BEGIN Records supplied

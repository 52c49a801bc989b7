//! Outpost Core - Colony Life-Support Simulation Engine
//!
//! An ECS-based simulation of a planetary outpost: colonists with
//! physiological needs, a shared atmospheric resource ledger, and the
//! environmental-control hardware that keeps both alive.
//!
//! # Architecture
//!
//! The simulation uses an Entity Component System (ECS) architecture via `hecs`:
//! - **Entities**: Colonists and environmental-control components
//! - **Components**: Pure data attached to entities (Needs, Biometrics, EnvComponent, etc.)
//! - **Systems**: Logic that queries and updates components each tick
//!
//! # Example
//!
//! ```rust,no_run
//! use outpost_core::prelude::*;
//! use outpost_logic::config::SimConfig;
//!
//! let mut sim = Simulation::new(SimConfig::default()).expect("valid config");
//! sim.spawn_colonist(ColonistSpec::default());
//!
//! // Run simulation from the embedding render loop
//! loop {
//!     sim.step(1.0 / 60.0); // 60 FPS
//! }
//! ```

pub mod components;
pub mod engine;
pub mod resources;
pub mod systems;

/// Commonly used types for convenient importing
pub mod prelude {
    pub use crate::components::*;
    pub use crate::engine::{ColonistSpec, Simulation};
    pub use crate::resources::{ColonyResources, ResourceCaps, ResourceKind};
}
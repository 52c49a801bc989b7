//! Colony-wide resource ledger - the single shared mutable store every
//! phase of a tick acts on.

use serde::{Deserialize, Serialize};

use outpost_logic::config::SimConfig;

/// Colony-wide resource quantities.
///
/// Fixed named fields rather than a keyed map: the set of resources is
/// closed and typo-proof. `fe` has no production path yet and the clamp
/// pass pins it to exactly zero.
#[derive(Debug, Clone, Copy, Default, Serialize, Deserialize)]
pub struct ColonyResources {
    pub population: u32,
    /// Breathable oxygen reserve, liters.
    pub o2: f32,
    /// Potable water, liters.
    pub h2o: f32,
    /// Atmospheric CO2 concentration, ppm.
    pub co2: f32,
    pub meals: f32,
    /// Stored solid waste, liters.
    pub solid_waste: f32,
    /// Stored liquid waste, liters.
    pub liquid_waste: f32,
    pub fe: f32,
}

/// Storage ceilings. CO2 and population have no cap; Fe's cap is
/// implicitly zero.
#[derive(Debug, Clone, Copy, Serialize, Deserialize)]
pub struct ResourceCaps {
    pub o2: f32,
    pub h2o: f32,
    pub meals: f32,
    pub solid_waste: f32,
    pub liquid_waste: f32,
}

/// Cappable resource kinds, for level queries.
#[derive(Debug, Clone, Copy, PartialEq, Eq, Hash, Serialize, Deserialize)]
pub enum ResourceKind {
    O2,
    H2O,
    Meals,
    SolidWaste,
    LiquidWaste,
}

impl ResourceCaps {
    pub fn from_config(config: &SimConfig) -> Self {
        Self {
            o2: config.max_o2,
            h2o: config.max_h2o,
            meals: config.max_meals,
            solid_waste: config.max_solid_waste,
            liquid_waste: config.max_liquid_waste,
        }
    }

    pub fn get(&self, kind: ResourceKind) -> f32 {
        match kind {
            ResourceKind::O2 => self.o2,
            ResourceKind::H2O => self.h2o,
            ResourceKind::Meals => self.meals,
            ResourceKind::SolidWaste => self.solid_waste,
            ResourceKind::LiquidWaste => self.liquid_waste,
        }
    }
}

impl ColonyResources {
    /// Seed the ledger from config, clamping each level to its capacity.
    pub fn seeded(config: &SimConfig, caps: &ResourceCaps) -> Self {
        Self {
            population: config.initial_population,
            o2: config.initial_o2.min(caps.o2),
            h2o: config.initial_h2o.min(caps.h2o),
            co2: config.initial_co2,
            meals: config.initial_meals.min(caps.meals),
            solid_waste: config.initial_solid_waste.min(caps.solid_waste),
            liquid_waste: config.initial_liquid_waste.min(caps.liquid_waste),
            fe: 0.0,
        }
    }

    pub fn get(&self, kind: ResourceKind) -> f32 {
        match kind {
            ResourceKind::O2 => self.o2,
            ResourceKind::H2O => self.h2o,
            ResourceKind::Meals => self.meals,
            ResourceKind::SolidWaste => self.solid_waste,
            ResourceKind::LiquidWaste => self.liquid_waste,
        }
    }

    /// Clamp every capped field into [0, capacity]. Fe is pinned to exactly
    /// zero; CO2 is floored at zero with no upper cap. Population is
    /// unsigned and needs no floor.
    pub fn clamp(&mut self, caps: &ResourceCaps) {
        self.fe = 0.0;
        self.o2 = self.o2.clamp(0.0, caps.o2);
        self.h2o = self.h2o.clamp(0.0, caps.h2o);
        self.meals = self.meals.clamp(0.0, caps.meals);
        self.solid_waste = self.solid_waste.clamp(0.0, caps.solid_waste);
        self.liquid_waste = self.liquid_waste.clamp(0.0, caps.liquid_waste);
        self.co2 = self.co2.max(0.0);
    }

    /// Resource level as a fraction of capacity (0-1).
    pub fn level(&self, kind: ResourceKind, caps: &ResourceCaps) -> f32 {
        let cap = caps.get(kind);
        if cap > 0.0 {
            (self.get(kind) / cap).clamp(0.0, 1.0)
        } else {
            0.0
        }
    }

    /// Check if a resource is low (<25% of capacity).
    pub fn is_low(&self, kind: ResourceKind, caps: &ResourceCaps) -> bool {
        self.level(kind, caps) < 0.25
    }

    /// Check if a resource is critically low (<10% of capacity).
    pub fn is_critical(&self, kind: ResourceKind, caps: &ResourceCaps) -> bool {
        self.level(kind, caps) < 0.1
    }
}
//! Simulation configuration — every tunable the engine consumes, with
//! fail-fast validation.
//!
//! All values default to the constants in [`crate::constants`]. Validation
//! runs once at engine construction; the hot tick path assumes a valid
//! config and never re-checks (e.g. saturation times are known non-zero
//! before any division happens).

use serde::{Deserialize, Serialize};

use crate::constants::*;

/// Tunable parameters for a colony simulation run.
#[derive(Debug, Clone, Serialize, Deserialize)]
pub struct SimConfig {
    /// Simulation seconds per real second.
    pub time_scale: f32,

    // Need saturation times, in simulation seconds.
    pub thirst_saturation_secs: f32,
    pub bathroom_saturation_secs: f32,
    pub hunger_saturation_secs: f32,
    pub sleep_saturation_secs: f32,

    // Happiness weights and penalties.
    pub thirst_weight: f32,
    pub bathroom_weight: f32,
    pub hunger_weight: f32,
    pub sleep_weight: f32,
    pub jobless_penalty: f32,
    pub no_bed_penalty: f32,

    // Physiology.
    pub base_daily_o2_liters: f32,
    pub reference_weight_kg: f32,
    pub respiratory_quotient: f32,
    /// Multiplier on male O2 consumption; 1.0 disables the adjustment.
    pub male_o2_factor: f32,

    // Mortality.
    pub bmi_threshold_male: f32,
    pub bmi_threshold_female: f32,
    pub daily_weight_loss_rate: f32,

    // Initial resource levels (clamped to capacity at seeding).
    pub initial_population: u32,
    pub initial_o2: f32,
    pub initial_h2o: f32,
    pub initial_co2: f32,
    pub initial_meals: f32,
    pub initial_solid_waste: f32,
    pub initial_liquid_waste: f32,

    // Storage capacities. CO2 and population are uncapped; Fe has no
    // production path and is pinned to zero by the clamp pass.
    pub max_o2: f32,
    pub max_h2o: f32,
    pub max_meals: f32,
    pub max_solid_waste: f32,
    pub max_liquid_waste: f32,

    /// Beds available in the habitation module.
    pub bed_capacity: u32,

    // Environmental-control component rates.
    pub scrub_rate: f32,
    pub o2_setpoint_mmhg: f32,
    pub o2_fill_gain: f32,
    pub o2_vent_gain: f32,
    pub pressure_target_hpa: f32,
    pub humidity_setpoint_pct: f32,
    pub humidity_water_gain: f32,
    pub humidity_rh_gain: f32,

    // Component wear.
    pub maintenance_interval_secs: f32,
    pub condition_decay_rate: f32,
}

impl Default for SimConfig {
    fn default() -> Self {
        Self {
            time_scale: time::TIME_SCALE,
            thirst_saturation_secs: needs::THIRST_SATURATION_SECS,
            bathroom_saturation_secs: needs::BATHROOM_SATURATION_SECS,
            hunger_saturation_secs: needs::HUNGER_SATURATION_SECS,
            sleep_saturation_secs: needs::SLEEP_SATURATION_SECS,
            thirst_weight: happiness::THIRST_WEIGHT,
            bathroom_weight: happiness::BATHROOM_WEIGHT,
            hunger_weight: happiness::HUNGER_WEIGHT,
            sleep_weight: happiness::SLEEP_WEIGHT,
            jobless_penalty: happiness::JOBLESS_PENALTY,
            no_bed_penalty: happiness::NO_BED_PENALTY,
            base_daily_o2_liters: physiology::BASE_DAILY_O2_LITERS,
            reference_weight_kg: physiology::REFERENCE_WEIGHT_KG,
            respiratory_quotient: physiology::RESPIRATORY_QUOTIENT,
            male_o2_factor: physiology::MALE_O2_FACTOR,
            bmi_threshold_male: mortality::BMI_THRESHOLD_MALE,
            bmi_threshold_female: mortality::BMI_THRESHOLD_FEMALE,
            daily_weight_loss_rate: mortality::DAILY_WEIGHT_LOSS_RATE,
            initial_population: 0,
            initial_o2: resources::INITIAL_O2_LITERS,
            initial_h2o: resources::INITIAL_H2O_LITERS,
            initial_co2: resources::INITIAL_CO2_PPM,
            initial_meals: resources::INITIAL_MEALS,
            initial_solid_waste: resources::INITIAL_SOLID_WASTE_LITERS,
            initial_liquid_waste: resources::INITIAL_LIQUID_WASTE_LITERS,
            max_o2: resources::MAX_O2_LITERS,
            max_h2o: resources::MAX_H2O_LITERS,
            max_meals: resources::MAX_MEALS,
            max_solid_waste: resources::MAX_SOLID_WASTE_LITERS,
            max_liquid_waste: resources::MAX_LIQUID_WASTE_LITERS,
            bed_capacity: habitat::BED_CAPACITY,
            scrub_rate: components::CO2_SCRUB_RATE,
            o2_setpoint_mmhg: components::O2_SETPOINT_MMHG,
            o2_fill_gain: components::O2_FILL_GAIN,
            o2_vent_gain: components::O2_VENT_GAIN,
            pressure_target_hpa: components::PRESSURE_TARGET_HPA,
            humidity_setpoint_pct: components::HUMIDITY_SETPOINT_PCT,
            humidity_water_gain: components::HUMIDITY_WATER_GAIN,
            humidity_rh_gain: components::HUMIDITY_RH_GAIN,
            maintenance_interval_secs: components::MAINTENANCE_INTERVAL_SECS,
            condition_decay_rate: components::CONDITION_DECAY_RATE,
        }
    }
}

/// Configuration validation error.
#[derive(Debug, Clone, PartialEq)]
pub enum ConfigError {
    /// Time scale must be positive.
    NonPositiveTimeScale(f32),
    /// A need saturation time must be positive (it is a divisor).
    NonPositiveSaturationTime(&'static str, f32),
    /// A happiness weight or penalty must be non-negative.
    NegativeWeight(&'static str, f32),
    /// A physiology constant must be positive (divisor or base rate).
    NonPositivePhysiology(&'static str, f32),
    /// A BMI mortality threshold must be positive.
    NonPositiveBmiThreshold(&'static str, f32),
    /// Daily weight loss must be a fraction in (0, 1).
    WeightLossRateOutOfRange(f32),
    /// An initial resource level must be non-negative.
    NegativeInitialResource(&'static str, f32),
    /// A storage capacity must be non-negative.
    NegativeCapacity(&'static str, f32),
    /// A component rate constant must be non-negative.
    NegativeComponentRate(&'static str, f32),
    /// Maintenance interval must be positive.
    NonPositiveMaintenanceInterval(f32),
    /// Condition decay rate must be positive.
    NonPositiveDecayRate(f32),
}

impl std::fmt::Display for ConfigError {
    fn fmt(&self, f: &mut std::fmt::Formatter<'_>) -> std::fmt::Result {
        match self {
            Self::NonPositiveTimeScale(v) => write!(f, "time scale must be positive, got {v}"),
            Self::NonPositiveSaturationTime(name, v) => {
                write!(f, "{name} saturation time must be positive, got {v}")
            }
            Self::NegativeWeight(name, v) => {
                write!(f, "{name} weight must be non-negative, got {v}")
            }
            Self::NonPositivePhysiology(name, v) => {
                write!(f, "{name} must be positive, got {v}")
            }
            Self::NonPositiveBmiThreshold(name, v) => {
                write!(f, "{name} BMI threshold must be positive, got {v}")
            }
            Self::WeightLossRateOutOfRange(v) => {
                write!(f, "daily weight loss rate must be in (0, 1), got {v}")
            }
            Self::NegativeInitialResource(name, v) => {
                write!(f, "initial {name} must be non-negative, got {v}")
            }
            Self::NegativeCapacity(name, v) => {
                write!(f, "{name} capacity must be non-negative, got {v}")
            }
            Self::NegativeComponentRate(name, v) => {
                write!(f, "{name} rate must be non-negative, got {v}")
            }
            Self::NonPositiveMaintenanceInterval(v) => {
                write!(f, "maintenance interval must be positive, got {v}")
            }
            Self::NonPositiveDecayRate(v) => {
                write!(f, "condition decay rate must be positive, got {v}")
            }
        }
    }
}

impl std::error::Error for ConfigError {}

/// Validate a simulation configuration, returning all errors found.
pub fn validate_config(config: &SimConfig) -> Vec<ConfigError> {
    let mut errors = Vec::new();

    if config.time_scale <= 0.0 {
        errors.push(ConfigError::NonPositiveTimeScale(config.time_scale));
    }

    for (name, value) in [
        ("thirst", config.thirst_saturation_secs),
        ("bathroom", config.bathroom_saturation_secs),
        ("hunger", config.hunger_saturation_secs),
        ("sleep", config.sleep_saturation_secs),
    ] {
        if value <= 0.0 {
            errors.push(ConfigError::NonPositiveSaturationTime(name, value));
        }
    }

    for (name, value) in [
        ("thirst", config.thirst_weight),
        ("bathroom", config.bathroom_weight),
        ("hunger", config.hunger_weight),
        ("sleep", config.sleep_weight),
        ("jobless", config.jobless_penalty),
        ("no-bed", config.no_bed_penalty),
    ] {
        if value < 0.0 {
            errors.push(ConfigError::NegativeWeight(name, value));
        }
    }

    for (name, value) in [
        ("base daily O2", config.base_daily_o2_liters),
        ("reference weight", config.reference_weight_kg),
        ("respiratory quotient", config.respiratory_quotient),
        ("male O2 factor", config.male_o2_factor),
    ] {
        if value <= 0.0 {
            errors.push(ConfigError::NonPositivePhysiology(name, value));
        }
    }

    for (name, value) in [
        ("male", config.bmi_threshold_male),
        ("female", config.bmi_threshold_female),
    ] {
        if value <= 0.0 {
            errors.push(ConfigError::NonPositiveBmiThreshold(name, value));
        }
    }

    if config.daily_weight_loss_rate <= 0.0 || config.daily_weight_loss_rate >= 1.0 {
        errors.push(ConfigError::WeightLossRateOutOfRange(
            config.daily_weight_loss_rate,
        ));
    }

    for (name, value) in [
        ("O2", config.initial_o2),
        ("H2O", config.initial_h2o),
        ("CO2", config.initial_co2),
        ("meals", config.initial_meals),
        ("solid waste", config.initial_solid_waste),
        ("liquid waste", config.initial_liquid_waste),
    ] {
        if value < 0.0 {
            errors.push(ConfigError::NegativeInitialResource(name, value));
        }
    }

    for (name, value) in [
        ("O2", config.max_o2),
        ("H2O", config.max_h2o),
        ("meals", config.max_meals),
        ("solid waste", config.max_solid_waste),
        ("liquid waste", config.max_liquid_waste),
    ] {
        if value < 0.0 {
            errors.push(ConfigError::NegativeCapacity(name, value));
        }
    }

    for (name, value) in [
        ("scrub", config.scrub_rate),
        ("O2 setpoint", config.o2_setpoint_mmhg),
        ("O2 fill gain", config.o2_fill_gain),
        ("O2 vent gain", config.o2_vent_gain),
        ("pressure target", config.pressure_target_hpa),
        ("humidity setpoint", config.humidity_setpoint_pct),
        ("humidity water gain", config.humidity_water_gain),
        ("humidity RH gain", config.humidity_rh_gain),
    ] {
        if value < 0.0 {
            errors.push(ConfigError::NegativeComponentRate(name, value));
        }
    }

    if config.maintenance_interval_secs <= 0.0 {
        errors.push(ConfigError::NonPositiveMaintenanceInterval(
            config.maintenance_interval_secs,
        ));
    }
    if config.condition_decay_rate <= 0.0 {
        errors.push(ConfigError::NonPositiveDecayRate(config.condition_decay_rate));
    }

    errors
}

END Records supplied

▶ Activity: Starting with the line that contains "errors.push(ConfigError::NegativeComponentRate(name, value));", output every line through the end of the listing above, unchanged.

▶ Your solution:
            errors.push(ConfigError::NegativeComponentRate(name, value));
        }
    }

    if config.maintenance_interval_secs <= 0.0 {
        errors.push(ConfigError::NonPositiveMaintenanceInterval(
            config.maintenance_interval_secs,
        ));
    }
    if config.condition_decay_rate <= 0.0 {
        errors.push(ConfigError::NonPositiveDecayRate(config.condition_decay_rate));
    }

    errors
}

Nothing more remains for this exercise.